By michele rose. fire pits design. Published at Wednesday, November 15th, 2017 - 09:41:13 AM.
Find a fire pit with a chimney Use a chimney: A well designed chimney over the fire pit is a good way to make camp cooking. The chimney will provide safety as well as comfort to those sitting around it. The chimney is also good for sufficient amount of airflow. At times, some fire pits pose danger of overlapping and harming others. Buying a fire pit with a chimney could earn you some points. Be aware of the flammables: Some disasters from fire pits occur with burning materials around it. A fire should never be taken lightly- not even during an enjoying a great conversation. Keep an eye (if possible keep both eyes) on the fire pit outdoor. A strong blow of wind or a diverted wind flow or perhaps a pet playing nearby or a bumping-rolling toy can get the fire spread or grow bigger before you know it.
HEAT: Generally, heat is provided from an outside source, such as a match or spark, and then the fire produces enough of its own heat to be self-supporting. If we reduce the temperature of a burning substance below its kindling point, the fire in all fire pits will go out. Sometimes enough heat is generated within substances, such as in a pile of oily rags, to cause them to burst into flames. This is called spontaneous combustion. Certain bacteria in moist hay can cause the temperature to rise rapidly, causing the hay to burn. These sources of heat cannot be ignored when considering fire prevention and safety, and in deciding what to burn in your outdoor fire pit.

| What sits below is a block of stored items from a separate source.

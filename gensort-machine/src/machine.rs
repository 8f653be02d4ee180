//! The machine proper: tape + memory + the run loop with its executed-op
//! ceiling.

use crate::error::MachineError;
use crate::memory::Memory;
use crate::tape::{Step, Tape};

/// Machine tunables. Owned by the evaluator config upstream.
#[derive(Debug, Clone, PartialEq, Eq)]
pub struct MachineConfig {
    /// Halt with [`MachineError::ExecutionLimit`] once this many ops have
    /// been attempted.
    pub max_instruction_executions: u64,
    /// Number of memory cells.
    pub memory_cell_count: usize,
}

impl Default for MachineConfig {
    fn default() -> Self {
        Self {
            max_instruction_executions: 10_000,
            memory_cell_count: 100,
        }
    }
}

/// A reusable interpreter instance.
///
/// One machine per worker thread is the intended pattern: reset, load a
/// program, load an input, run, read the output, repeat.
#[derive(Debug, Clone)]
pub struct Machine {
    tape: Tape,
    memory: Memory,
    config: MachineConfig,
    executed: u64,
}

impl Machine {
    pub fn new(config: &MachineConfig) -> Self {
        Self {
            tape: Tape::default(),
            memory: Memory::new(config.memory_cell_count),
            config: config.clone(),
            executed: 0,
        }
    }

    /// Zero memory, rewind the tape, clear the while stack and the
    /// executed-op counter. The loaded program is kept.
    pub fn reset(&mut self) {
        self.tape.reset();
        self.memory.reset();
        self.executed = 0;
    }

    /// Replace the program and rewind the tape.
    pub fn load_program(&mut self, program: &[u8]) {
        self.tape.load(program);
    }

    /// Write `input` into cells `0..input.len()`.
    pub fn load_memory(&mut self, input: &[u8]) -> Result<(), MachineError> {
        if input.len() > self.memory.len() {
            return Err(MachineError::InputTooLong {
                len: input.len(),
                capacity: self.memory.len(),
            });
        }
        self.memory.cells_mut()[..input.len()].copy_from_slice(input);
        Ok(())
    }

    /// Read the first `count` cells.
    pub fn read_memory(&self, count: usize) -> Result<&[u8], MachineError> {
        if count > self.memory.len() {
            return Err(MachineError::ReadTooLong {
                count,
                capacity: self.memory.len(),
            });
        }
        Ok(&self.memory.cells()[..count])
    }

    /// Execute until the tape ends (Ok), an op fails, or the executed-op
    /// ceiling is hit. The ceiling takes precedence over a same-step op
    /// error.
    pub fn run(&mut self) -> Result<(), MachineError> {
        loop {
            let step = self.tape.step(&mut self.memory);
            self.executed += 1;
            if self.executed >= self.config.max_instruction_executions {
                return Err(MachineError::ExecutionLimit {
                    executed: self.executed,
                });
            }
            match step? {
                Step::Continue => {}
                Step::Halt => return Ok(()),
            }
        }
    }

    /// Ops attempted during the last run.
    pub fn executed(&self) -> u64 {
        self.executed
    }

    pub fn memory(&self) -> &Memory {
        &self.memory
    }

    pub fn config(&self) -> &MachineConfig {
        &self.config
    }
}

#[cfg(test)]
mod tests {
    use super::*;
    use crate::op;

    fn machine() -> Machine {
        Machine::new(&MachineConfig {
            max_instruction_executions: 10_000,
            memory_cell_count: 100,
        })
    }

    fn run_with_input(program: &str, input: &[u8]) -> Result<Machine, MachineError> {
        let mut m = machine();
        m.load_program(program.as_bytes());
        m.load_memory(input)?;
        m.run()?;
        Ok(m)
    }

    #[test]
    fn set_to_zero_clears_the_cell() {
        let m = run_with_input(op::SET_TO_ZERO, &[1]).unwrap();
        assert_eq!(m.read_memory(1).unwrap(), &[0]);
    }

    #[test]
    fn nested_loops_unwind() {
        let m = run_with_input("[[[-]+-]+-]>+", &[1]).unwrap();
        assert_eq!(m.read_memory(2).unwrap(), &[0, 1]);
    }

    #[test]
    fn simple_counting_loop() {
        let m = run_with_input("++++[>+>+>+>+<<<<-]", &[0]).unwrap();
        assert_eq!(m.read_memory(5).unwrap(), &[0, 4, 4, 4, 4]);
    }

    #[test]
    fn no_ops_are_transparent_in_nested_loops() {
        let m = run_with_input("++[#>++++[#>+>+>+>+<<<<-#]<-#]", &[0]).unwrap();
        assert_eq!(m.read_memory(6).unwrap(), &[0, 0, 8, 8, 8, 8]);
    }

    #[test]
    fn hello_world_cell_pattern() {
        let m = run_with_input(
            "++++++++[>++++[>++>+++>+++>+<<<<-]>+>+>->>+[<]<-]",
            &[0],
        )
        .unwrap();
        assert_eq!(m.read_memory(7).unwrap(), &[0, 0, 72, 104, 88, 32, 8]);
        assert_eq!(m.executed(), 912);
    }

    #[test]
    fn bookmark_moves_value_to_scratch_cell() {
        let m = run_with_input(op::MOVE_TO_ZERO_RIGHT, &[5]).unwrap();
        assert_eq!(m.read_memory(2).unwrap(), &[0, 5]);
    }

    #[test]
    fn bookmark_pulls_value_back_left() {
        let m = run_with_input(">*[<]^[-^+^]", &[0, 7]).unwrap();
        assert_eq!(m.read_memory(2).unwrap(), &[7, 0]);
    }

    #[test]
    fn swap_prefabs_halt_cleanly() {
        let m = run_with_input(op::SWAP_RIGHT, &[20, 40]).unwrap();
        assert_eq!(m.read_memory(1).unwrap(), &[0]);
    }

    #[test]
    fn execution_limit_reports_not_panics() {
        let mut m = Machine::new(&MachineConfig {
            max_instruction_executions: 10,
            memory_cell_count: 100,
        });
        m.load_program(op::SWAP_LEFT.as_bytes());
        m.load_memory(&[10, 20, 30]).unwrap();
        assert_eq!(m.run(), Err(MachineError::ExecutionLimit { executed: 10 }));
    }

    #[test]
    fn infinite_loop_hits_the_ceiling() {
        let mut m = machine();
        m.load_program(b"+[]");
        assert!(m.run().unwrap_err().is_execution_limit());
    }

    #[test]
    fn pointer_left_at_zero_fails() {
        let err = run_with_input("<", &[0]).unwrap_err();
        assert_eq!(err, MachineError::PointerUnderflow { ip: 0 });
    }

    #[test]
    fn load_memory_rejects_oversized_input() {
        let mut m = Machine::new(&MachineConfig {
            max_instruction_executions: 10,
            memory_cell_count: 1,
        });
        assert_eq!(
            m.load_memory(&[1, 2]),
            Err(MachineError::InputTooLong {
                len: 2,
                capacity: 1
            })
        );
    }

    #[test]
    fn read_memory_rejects_oversized_count() {
        let m = machine();
        assert_eq!(
            m.read_memory(101).unwrap_err(),
            MachineError::ReadTooLong {
                count: 101,
                capacity: 100
            }
        );
    }

    #[test]
    fn reset_makes_the_machine_reusable() {
        let mut m = machine();
        m.load_program(b"+++");
        m.run().unwrap();
        assert_eq!(m.executed(), 3);

        m.reset();
        assert_eq!(m.executed(), 0);
        assert_eq!(m.read_memory(1).unwrap(), &[0]);
        m.run().unwrap();
        assert_eq!(m.read_memory(1).unwrap(), &[3]);
    }

    #[test]
    fn balanced_programs_never_panic() {
        let programs = ["", "[-]", "[>]", "[<]", "+[-]", "++[->+<]", "#"];
        for program in programs {
            let mut m = machine();
            m.load_program(program.as_bytes());
            m.load_memory(&[3, 1]).unwrap();
            // Empty tape errors, everything else halts or hits the ceiling.
            let _ = m.run();
        }
    }
}
//! The root aggregate.

use crate::config::PopulationConfig;

/// A population row: identity, progress counter, and the frozen
/// configuration. Units are streamed from the store, never held here.
#[derive(Debug, Clone, PartialEq)]
pub struct Population {
    pub id: u64,
    pub current_generation: u64,
    pub config: PopulationConfig,
}

impl Population {
    pub fn new(config: PopulationConfig) -> Self {
        Self {
            id: 0,
            current_generation: 0,
            config,
        }
    }
}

Choosing the right spot for your fire pit and safety concerns. Safety should be your main concern when figuring out where to locate your fire pit. Your local code may have specific criteria so make sure you are fully aware of the details. Generally speaking they must be placed in an area away from overhanging trees, bushes or any other combustible materials, structures, buildings or walls. Debris that can easily catch fire or organic material such as leaves, pine needles, dry grass needs to be cleared from an area at least 10 feet from the fire pit. Both permanent or portable fire pits should only be placed on top of fire-resistant surfaces. A layer of gravel or paved area surrounding the fire pit will also help prevent the fire from accidentally spreading.
The basic design The main functional feature of a fire pit is an excavated hole in the ground. This hole is usually circular and has a diameter of not less than 18 inches. Most fire pits will be between 2 and 3 feet in diameter and the base of the pit will be between 6 inches and one foot below the surrounding finished ground level. In order to make the fire pit more functional, more attractive and more versatile, a small wall is built around the perimeter of the pit. This enclosing wall will usually be between 12 to 18 inches high. It acts to contain the fire, tidy up the appearance and radiate and convect heat outwards from the fire pit. A more complete design also supplements the fire pit with some surrounding hard landscaping and masonry bench seating.